Harry Arne Solberg
Tronheim Business School
This book in two volumes, which consists of 48 articles by 65 authors, presents economic analyses of various sports and sport activities. The first volume corresponds with the traditional pattern in these kinds of handbooks. This is reflected by the title, which corresponds with the main title, namely “The Economics of Sports”. In this volume, the majority of the articles (15 of 25) focus on issues related to team sport economics. This bias is no coincidence, as the literature on sport economics has focused much more on team sports than on individual sports. Additionally, it has 10 other articles which include analyses of issues related to golf, car racing (NASCAR), college sports, mega events and refereeing.
The second volume has a different perspective, which also is reflected by the title: “The Economics Through Sports”. Here the theoretical perspectives represent the entry to the issues. How can specific economic theories shed light over issues of current interest in sports and sport activities? The first part focuses on the economics of discrimination, with the empirical data being related to race, gender, and to the geographical background of the athletes. The other theoretical perspectives are production theory, econometric methods, industrial organisation, finance and public finance of sport. Some other theories of interest for stakeholders involved in sport are also given attention. One such example is price discrimination, which is common practice in ticket sales. This volume is the most innovative, and hence the most interesting.
However, Oxford University Press is not the only publisher covering this field. Therefore, they will be compared with rivalling contributions. In 2006, Edward Elgar published a book carrying a very similar title, consisting of 86 chapters, i.e. practically twice as many as Oxfords two handbooks. Thus, it covered more issues, but also went more in-depth on each issue. In addition, Edward Elgar published its International Handbook of the Economics of Mega Sporting Events in 2012, which consists of 26 chapters. Compared with these two publications, Oxford’s Handbook reads a bit superficial.
This, hoewever, should not be read as negative critique of the articles. Many of them are interesting and will give the readers valuable insight into sport economic issues. As an example, Stefan Szymanski’s chapter “Economics of League Design: Open versus Closed Systems” may serve as an interesting and useful starting point for readers who want to understand more of the basics in sport contests. Likewise, Duane W. Rockerbies’s article: “The demand for Violence in Hockey” explains why violence and fighting is more accepted in hockey than in other sports.
It is well documented that the monetary benefits from hosting major sporting events tend to be significantly lower than the costs. Hence, if it is worth spending efforts on events, it must be because of the so-called intangibles, i.e. impacts that not are sold at markets and therefore not measured in monetary terms.

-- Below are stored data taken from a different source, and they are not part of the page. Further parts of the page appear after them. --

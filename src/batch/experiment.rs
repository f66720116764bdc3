use serde::{Deserialize, Serialize};

use crate::ingest::{CellValue, OrderedMap, ProcedureMap, RawSheet, SheetIngestor};
use crate::report::{ReportSink, ValidationCheck};
use crate::schema::{
    columns, sheets, INITIATION_CHEMICAL, PHOTOCONTROL_NO, POLYMERIZATION_FROMP,
    POLYMERIZATION_NONE, SUPPORTED_WORKBOOK_VERSION,
};

use super::records::{CategoryOutput, DerivedInputs, InitiatorRecord};
use super::{BatchAssembler, BatchError, BatchInputs, Category};

/// Workbook-level properties handed over with the sheets
#[derive(Debug, Clone, Default, PartialEq, Serialize, Deserialize)]
pub struct WorkbookProperties {
    /// Workbook version tag
    pub version: Option<String>,
    /// Batch identifier
    pub batch_id: Option<String>,
}

/// A whole formulation workbook, already read into sheets
#[derive(Debug, Clone, Default, PartialEq)]
pub struct Workbook {
    /// Version tag and batch id
    pub properties: WorkbookProperties,
    /// Sheets in workbook order
    pub sheets: Vec<RawSheet>,
}

/// One entry of the procedure tree
#[derive(Debug, Clone, PartialEq, Serialize)]
#[serde(untagged)]
pub enum ProcedureSection {
    /// Key/value procedure sheet
    Sheet(ProcedureMap),
    /// Chemical initiation records, moved here for chemically initiated batches
    ChemicalInitiation(CategoryOutput<InitiatorRecord>),
}

impl From<ProcedureMap> for ProcedureSection {
    fn from(map: ProcedureMap) -> Self {
        ProcedureSection::Sheet(map)
    }
}

impl From<CategoryOutput<InitiatorRecord>> for ProcedureSection {
    fn from(output: CategoryOutput<InitiatorRecord>) -> Self {
        ProcedureSection::ChemicalInitiation(output)
    }
}

impl ProcedureSection {
    fn as_sheet(&self) -> Option<&ProcedureMap> {
        match self {
            ProcedureSection::Sheet(map) => Some(map),
            ProcedureSection::ChemicalInitiation(_) => None,
        }
    }

    fn as_sheet_mut(&mut self) -> Option<&mut ProcedureMap> {
        match self {
            ProcedureSection::Sheet(map) => Some(map),
            ProcedureSection::ChemicalInitiation(_) => None,
        }
    }
}

/// Derived-metadata tree of one experiment
#[derive(Debug, Clone, PartialEq, Serialize)]
pub struct Experiment {
    /// Batch identifier
    #[serde(rename = "Batch ID")]
    pub batch_id: Option<String>,
    /// Procedure sheets by title
    pub procedure: OrderedMap<ProcedureSection>,
    /// Derived input records
    pub inputs: DerivedInputs,
    /// Frontal polymerization measurements, for FROMP batches
    #[serde(rename = "FROMP Measurements", skip_serializing_if = "Option::is_none")]
    pub fromp_measurements: Option<ProcedureMap>,
}

/// Reject any workbook whose version tag is not the supported one
pub fn check_version(version: Option<&str>) -> Result<(), BatchError> {
    match version.map(str::trim) {
        Some(SUPPORTED_WORKBOOK_VERSION) => Ok(()),
        Some(found) => Err(BatchError::UnsupportedVersion {
            found: found.to_string(),
        }),
        None => Err(BatchError::MissingVersion),
    }
}

fn general_value<'a>(general: &'a ProcedureMap, key: &str) -> Option<&'a str> {
    general.get(key).and_then(CellValue::as_text).map(str::trim)
}

impl<'db, S: ReportSink> BatchAssembler<'db, S> {
    /// Ingest every input sheet of a workbook after the version gate.
    ///
    /// Procedure-only sheets are left alone; [`BatchAssembler::assemble`]
    /// reads them after this returns.
    pub fn ingest(&mut self, workbook: &Workbook) -> Result<BatchInputs, BatchError> {
        self.gate_version(workbook)?;

        let mut ingestor = SheetIngestor::new(&mut self.report);
        let mut inputs = BatchInputs::new();
        for sheet in &workbook.sheets {
            if let Some(category) = Category::from_sheet_name(&sheet.title) {
                inputs.insert(category, ingestor.read_inputs(sheet)?);
            }
        }
        Ok(inputs)
    }

    fn gate_version(&mut self, workbook: &Workbook) -> Result<(), BatchError> {
        let version = workbook.properties.version.as_deref();
        match check_version(version) {
            Ok(()) => {
                self.report.record(ValidationCheck::ok(format!(
                    "Spreadsheet version {}",
                    SUPPORTED_WORKBOOK_VERSION
                )));
                Ok(())
            }
            Err(e) => {
                self.report
                    .record(ValidationCheck::failed("Spreadsheet version", e.to_string()));
                Err(e)
            }
        }
    }

    /// Turn a whole workbook into the experiment tree.
    ///
    /// The version gate and input ingestion run first, through
    /// [`BatchAssembler::ingest`]; any failure after it aborts the whole
    /// experiment.
    pub fn assemble(&mut self, workbook: &Workbook) -> Result<Experiment, BatchError> {
        let inputs = self.ingest(workbook)?;

        let mut procedure: OrderedMap<ProcedureSection> = OrderedMap::new();
        let mut fromp_measurements = ProcedureMap::new();

        {
            let mut ingestor = SheetIngestor::new(&mut self.report);
            for sheet in &workbook.sheets {
                let title = sheet.title.as_str();
                if title == sheets::GEOMETRIES || Category::from_sheet_name(title).is_some() {
                    continue;
                } else if sheets::PROCEDURE_SHEETS.contains(&title) {
                    procedure.insert(title, ingestor.read_procedure(sheet));
                } else if title == sheets::FROMP_MEASUREMENTS {
                    fromp_measurements = ingestor.read_procedure(sheet);
                } else {
                    log::warn!("Ignoring unrecognised sheet: {}", title);
                }
            }
        }

        let mut derived = self.compute_values(&inputs)?;

        let general = procedure
            .get(sheets::GENERAL)
            .and_then(ProcedureSection::as_sheet)
            .cloned()
            .ok_or_else(|| BatchError::MissingSheet(sheets::GENERAL.to_string()))?;

        if general_value(&general, columns::PHOTOCONTROL) == Some(PHOTOCONTROL_NO) {
            procedure.remove(sheets::PHOTO_CONTROL);
        }

        let method = general_value(&general, columns::INITIATION_METHOD);
        for (tab_method, tab) in sheets::INITIATION_TABS {
            if method != Some(*tab_method) {
                procedure.remove(tab);
            }
        }

        let chemical_initiation = derived.chemical_initiation.take();
        if method == Some(INITIATION_CHEMICAL) {
            if let Some(initiation) = chemical_initiation {
                procedure.insert(sheets::CHEMICAL_INITIATION, initiation);
            }
        }

        let polymerization = general_value(&general, columns::POLYMERIZATION_TYPE);
        if polymerization == Some(POLYMERIZATION_NONE) {
            if let Some(general) = procedure
                .get_mut(sheets::GENERAL)
                .and_then(ProcedureSection::as_sheet_mut)
            {
                for property in columns::FROMP_PROPERTIES {
                    general.remove(property);
                }
            }
        }

        let fromp_measurements =
            (polymerization == Some(POLYMERIZATION_FROMP)).then_some(fromp_measurements);

        log::info!(
            "Assembled experiment {}",
            workbook.properties.batch_id.as_deref().unwrap_or("<no batch id>")
        );

        Ok(Experiment {
            batch_id: workbook.properties.batch_id.clone(),
            procedure,
            inputs: derived,
            fromp_measurements,
        })
    }
}
use std::fmt;

use crate::chemistry::Role;
use crate::schema::sheets;

/// Input sheet categories of a formulation workbook
#[derive(Debug, Clone, Copy, PartialEq, Eq, Hash, PartialOrd, Ord)]
pub enum Category {
    /// Monomers
    Monomers,
    /// Catalysts
    Catalysts,
    /// Inhibitors
    Inhibitors,
    /// Additives
    Additives,
    /// Solvents
    Solvents,
    /// Chemical initiation components
    Initiators,
}

impl Category {
    /// All categories in processing order
    pub const ALL: [Category; 6] = [
        Category::Monomers,
        Category::Catalysts,
        Category::Inhibitors,
        Category::Additives,
        Category::Solvents,
        Category::Initiators,
    ];

    /// Sheet title the category is read from
    pub fn sheet_name(&self) -> &'static str {
        match self {
            Category::Monomers => sheets::MONOMERS,
            Category::Catalysts => sheets::CATALYSTS,
            Category::Inhibitors => sheets::INHIBITORS,
            Category::Additives => sheets::ADDITIVES,
            Category::Solvents => sheets::SOLVENTS,
            Category::Initiators => sheets::CHEMICAL_INITIATION,
        }
    }

    /// Category for a sheet title
    pub fn from_sheet_name(name: &str) -> Option<Self> {
        Self::ALL.into_iter().find(|c| c.sheet_name() == name)
    }

    /// Prefix of the `<prefix>-inputs` / `<prefix>-procedure` output keys
    pub fn output_prefix(&self) -> &'static str {
        match self {
            Category::Monomers => "monomer",
            Category::Catalysts => "catalyst",
            Category::Inhibitors => "inhibitor",
            Category::Additives => "additive",
            Category::Solvents => "solvent",
            Category::Initiators => "initiator",
        }
    }

    /// Fixed role of the category; initiators infer theirs per row
    pub fn role(&self) -> Option<Role> {
        match self {
            Category::Monomers => Some(Role::Monomer),
            Category::Catalysts => Some(Role::Catalyst),
            Category::Inhibitors => Some(Role::Inhibitor),
            Category::Additives => Some(Role::Additive),
            Category::Solvents => Some(Role::Solvent),
            Category::Initiators => None,
        }
    }

    /// Whether rows of this category may be dosed by volume
    pub fn accepts_volume(&self) -> bool {
        !matches!(self, Category::Catalysts)
    }
}

impl fmt::Display for Category {
    fn fmt(&self, f: &mut fmt::Formatter<'_>) -> fmt::Result {
        f.write_str(self.sheet_name())
    }
}
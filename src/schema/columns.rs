/// Column names as constants for type safety
/// SMILES structural key identifying a compound
pub const SMILES: &str = "SMILES";
/// Operator-entered compound name
pub const NAME: &str = "Name";
/// Measured mass in grams
pub const MEASURED_MASS_G: &str = "Measured mass (g)";
/// Measured mass in milligrams
pub const MEASURED_MASS_MG: &str = "Measured mass (mg)";
/// Measured volume in microliters
pub const MEASURED_VOLUME_UL: &str = "Measured volume (μL)";
/// Measured volume in microliters, spelled with the micro sign (U+00B5)
pub const MEASURED_VOLUME_UL_MICRO_SIGN: &str = "Measured volume (µL)";

// Compound reference table
/// Display name column of the compound table
pub const COMPONENT: &str = "Component";
/// Density column of the compound table (g/mL)
pub const DENSITY: &str = "Density (g/mL)";
/// Molecular weight column of the compound table (g/mol)
pub const MOLECULAR_WEIGHT: &str = "Mwt. (g/mol)";

// General procedure keys
/// Whether photocontrol was used (`YES`/`NO`)
pub const PHOTOCONTROL: &str = "Photocontrol?";
/// Initiation method (`THERMAL`, `PHOTO` or `CHEMICAL`)
pub const INITIATION_METHOD: &str = "Initiation method";
/// Polymerization type (`FROMP` or `NONE`)
pub const POLYMERIZATION_TYPE: &str = "Type of polymerization";

/// Geometry keys that only make sense for a frontal polymerization
pub const FROMP_PROPERTIES: &[&str] = &[
    "Select Geometry from geometries tab",
    "Geometry - Select from library",
    "Resin height (mm)",
    "Diameter (mm)",
    "Thickness (mm)",
    "Tube length (mm)",
    "Empty-dim",
];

This calls for specific methods, and to that end the chapter on “Contingent Valuations in Sports” by Bruce K. Johnson and John C. Whitehead is a good point of departure for readers who want to learn more about how to such impacts can be measured.
In fact, the second volume contains a number of interesting contributions that also many non-economics would fins interesting and readable.
Nevertheless, when opening a “handbook” one will expect it to cover the most important topics and also to go deeper into selected topics. Such expectations are not met by this handbook, which becomes obvious when comparing it with Edward Elgar’s two titles, both covering more topics and offering more in-depth analyses of specific topics.
Such books are also affected by the origin of the authors, and Oxford’s contribution is no exception. The fact that 49 of the 65 contributors come from North America (45 from the US) also influences the choice of topics. As an illustration, nine of the eleven chapters about team sports focus on North American leagues. This includes the main four professional North American leagues (NFL, MLB, NBA and NHL). Additionally there are two chapters on soccer (known as football outside the US), one of which is is about the Bosman ruling and in the English Premier League, and the other about career duration in German soccer. There is also a section on college sport, which is an exclusively North American phenomenon. This bias represents a major difference in relation Edward Elgar’s books, which to a much larger extent cover sports and empirical cases from the whole world.
To summarize, the two volumes have several articles of interest for readers who want to understand more about economic issues in sports and sporting activities. Despite this, it does not fully meet its readers’ expectations of a handbook, since too many topics are too coincidentally and narrowly covered.